-------- Information provided

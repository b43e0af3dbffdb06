//! Background publishing
//!
//! Application code that is not driven by an envelope (timers, watchers)
//! publishes through the active trigger with a [`BackgroundPublisher`].
//! The trigger owns the receiving end and drains it until shutdown.

use edgeflow_protocol::MessageEnvelope;
use tokio::sync::mpsc;
use tokio::sync::mpsc::error::TrySendError;

use crate::{PipelineError, Result};

/// Message published outside of any pipeline run
#[derive(Debug, Clone)]
pub struct BackgroundMessage {
    /// Destination topic; the trigger's default publish topic when `None`
    pub topic: Option<String>,
    pub envelope: MessageEnvelope,
}

impl BackgroundMessage {
    pub fn new(envelope: MessageEnvelope) -> Self {
        Self {
            topic: None,
            envelope,
        }
    }

    #[must_use]
    pub fn with_topic(mut self, topic: impl Into<String>) -> Self {
        self.topic = Some(topic.into());
        self
    }
}

/// Bounded sender for background messages
#[derive(Debug, Clone)]
pub struct BackgroundPublisher {
    sender: mpsc::Sender<BackgroundMessage>,
}

/// Create a publisher and the receiver a trigger drains
pub fn background_channel(
    capacity: usize,
) -> (BackgroundPublisher, mpsc::Receiver<BackgroundMessage>) {
    let (sender, receiver) = mpsc::channel(capacity.max(1));
    (BackgroundPublisher { sender }, receiver)
}

impl BackgroundPublisher {
    /// Publish, waiting for channel capacity
    pub async fn publish(&self, message: BackgroundMessage) -> Result<()> {
        self.sender
            .send(message)
            .await
            .map_err(|_| PipelineError::ChannelClosed)
    }

    /// Publish without waiting
    pub fn try_publish(&self, message: BackgroundMessage) -> Result<()> {
        self.sender.try_send(message).map_err(|e| match e {
            TrySendError::Full(_) => PipelineError::ChannelFull,
            TrySendError::Closed(_) => PipelineError::ChannelClosed,
        })
    }

    #[inline]
    pub fn is_closed(&self) -> bool {
        self.sender.is_closed()
    }

    /// Remaining channel capacity
    #[inline]
    pub fn capacity(&self) -> usize {
        self.sender.capacity()
    }
}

----------------

• [Exercise aim]: Go through the entries above and copy every line containing "struct".

• [Solution to this exercise]:
pub struct BackgroundMessage {
pub struct BackgroundPublisher {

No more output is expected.